THE PROBLEM -
Your task is to copy the lines of the data below from the line holding "repository e861f09c19057af7" through the line holding "size in use.", inclusive, exactly and with nothing added.

★ ★ ★ ★

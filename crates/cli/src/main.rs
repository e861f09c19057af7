//! Cache simulator CLI.
//!
//! Loads a program image, builds the cache described by the flags (or a JSON
//! configuration file), and runs the machine until it halts. It prints:
//! 1. **Configuration:** The cache geometry and memory size in use.
//! 2. **Transfers:** One line per data movement, in order.
//! 3. **Summary:** `machine halted`, the instruction count, and cache statistics.

use std::path::PathBuf;
use std::process::ExitCode;

use clap::Parser;
use tracing::debug;
use tracing_subscriber::EnvFilter;

use cachesim_core::Simulator;
use cachesim_core::common::SimError;
use cachesim_core::config::Config;
use cachesim_core::sim::loader;
use cachesim_core::sim::trace::StdoutTrace;

#[derive(Parser, Debug)]
#[command(
    name = "sim",
    author,
    version,
    about = "Cache-fronted ISA simulator",
    long_about = "Run a machine-code program through a set-associative, write-back LRU cache.\n\nFlags override values from --config, which override the built-in defaults.\n\nExamples:\n  sim -f program.mc -b 4 -s 2 -a 2\n  sim -f program.mc --config cache.json -v"
)]
struct Cli {
    /// Program image: one decimal machine word per line.
    #[arg(short, long)]
    file: PathBuf,

    /// Words per cache block (power of two).
    #[arg(short = 'b', long)]
    block_size: Option<usize>,

    /// Number of cache sets (power of two).
    #[arg(short = 's', long)]
    sets: Option<usize>,

    /// Lines per set.
    #[arg(short = 'a', long)]
    ways: Option<usize>,

    /// Print the full cache after every access.
    #[arg(short, long)]
    verbose: bool,

    /// JSON configuration file.
    #[arg(long)]
    config: Option<PathBuf>,

    /// Backing memory capacity in words.
    #[arg(long)]
    memory_words: Option<usize>,

    /// Stop with an error after this many instructions.
    #[arg(long)]
    max_instructions: Option<u64>,

    /// Write dirty lines back to memory when the machine halts.
    #[arg(long)]
    flush: bool,

    /// Print pc, memory, and registers after the run.
    #[arg(long)]
    dump_state: bool,
}

impl Cli {
    /// Resolves the effective configuration: defaults, then the file, then flags.
    fn config(&self) -> Result<Config, SimError> {
        let mut config = match &self.config {
            Some(path) => Config::from_json_file(path)?,
            None => Config::default(),
        };

        if let Some(words_per_block) = self.block_size {
            config.cache.words_per_block = words_per_block;
        }
        if let Some(sets) = self.sets {
            config.cache.sets = sets;
        }
        if let Some(ways) = self.ways {
            config.cache.ways = ways;
        }
        if let Some(words) = self.memory_words {
            config.memory.size_words = words;
        }
        if self.max_instructions.is_some() {
            config.general.max_instructions = self.max_instructions;
        }
        config.general.verbose |= self.verbose;
        config.general.flush_on_halt |= self.flush;

        config.validate()?;
        Ok(config)
    }
}

fn main() -> ExitCode {
    init_logging();
    let cli = Cli::parse();

    match run(&cli) {
        Ok(()) => ExitCode::SUCCESS,
        Err(e) => {
            eprintln!("error: {e}");
            ExitCode::FAILURE
        }
    }
}

/// Installs the stderr log subscriber, filtered by `RUST_LOG` (default `warn`).
fn init_logging() {
    let filter = EnvFilter::try_from_default_env().unwrap_or_else(|_| EnvFilter::new("warn"));
    tracing_subscriber::fmt()
        .with_env_filter(filter)
        .with_writer(std::io::stderr)
        .init();
}

/// Loads the program, runs it to completion, and prints the results.
fn run(cli: &Cli) -> Result<(), SimError> {
    let config = cli.config()?;
    let image = loader::load_image(&cli.file)?;
    debug!(?config, "effective configuration");

    println!(
        "Configuration: {} set(s), {} way(s), {} word(s) per block, {} words of memory",
        config.cache.sets, config.cache.ways, config.cache.words_per_block, config.memory.size_words
    );
    println!("[*] Program: {} ({} words)", cli.file.display(), image.len());

    let sink = StdoutTrace::stdout(config.general.verbose);
    let mut sim = Simulator::with_sink(&config, &image, sink)?;
    if config.general.verbose {
        println!("{}", sim.mem.cache());
    }

    let stats = match sim.run() {
        Ok(stats) => stats,
        Err(e) => {
            if cli.dump_state {
                println!("{}", sim.dump_state());
            }
            sim.stats().print();
            return Err(e);
        }
    };

    println!("machine halted");
    println!("total of {} instructions executed", stats.instructions);
    if cli.dump_state {
        println!("final state of machine:");
        println!("{}", sim.dump_state());
    }
    stats.print();
    Ok(())
}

★ ★ ★ ★

TASK RESULT -
repository e861f09c19057af7
//! Cache simulator CLI.
//!
//! Loads a program image, builds the cache described by the flags (or a JSON
//! configuration file), and runs the machine until it halts. It prints:
//! 1. **Configuration:** The cache geometry and memory size in use.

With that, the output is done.